Stored items:
//! Memoracle - memecoin trust oracle for Solana launches
//!
//! This crate ingests market and on-chain data about newly launched
//! tokens, maintains a wallet/token reputation graph (Memory of Trust),
//! computes composite X-Scores, detects coordinated dumps and dormant
//! token reactivations, and emits events over a log-backed pipeline.

pub mod alerting;
pub mod api;
pub mod cache;
pub mod config;
pub mod error;
pub mod gateway;
pub mod pipeline;
pub mod reactivation;
pub mod storage;
pub mod token;
pub mod trust;
pub mod types;
pub mod utils;
pub mod wallet;

// Re-export main types for convenience
pub use alerting::AlertManager;
pub use config::Config;
pub use error::OracleError;
pub use pipeline::{Event, Pipeline, Processor};
pub use reactivation::ReactivationDetector;
pub use token::TokenEngine;
pub use trust::TrustNetwork;
pub use wallet::WalletIntelligence;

Work task :: Where a line of the entries above holds the word "config", return that line.

Solution to this task ::
pub mod config;
pub use config::Config;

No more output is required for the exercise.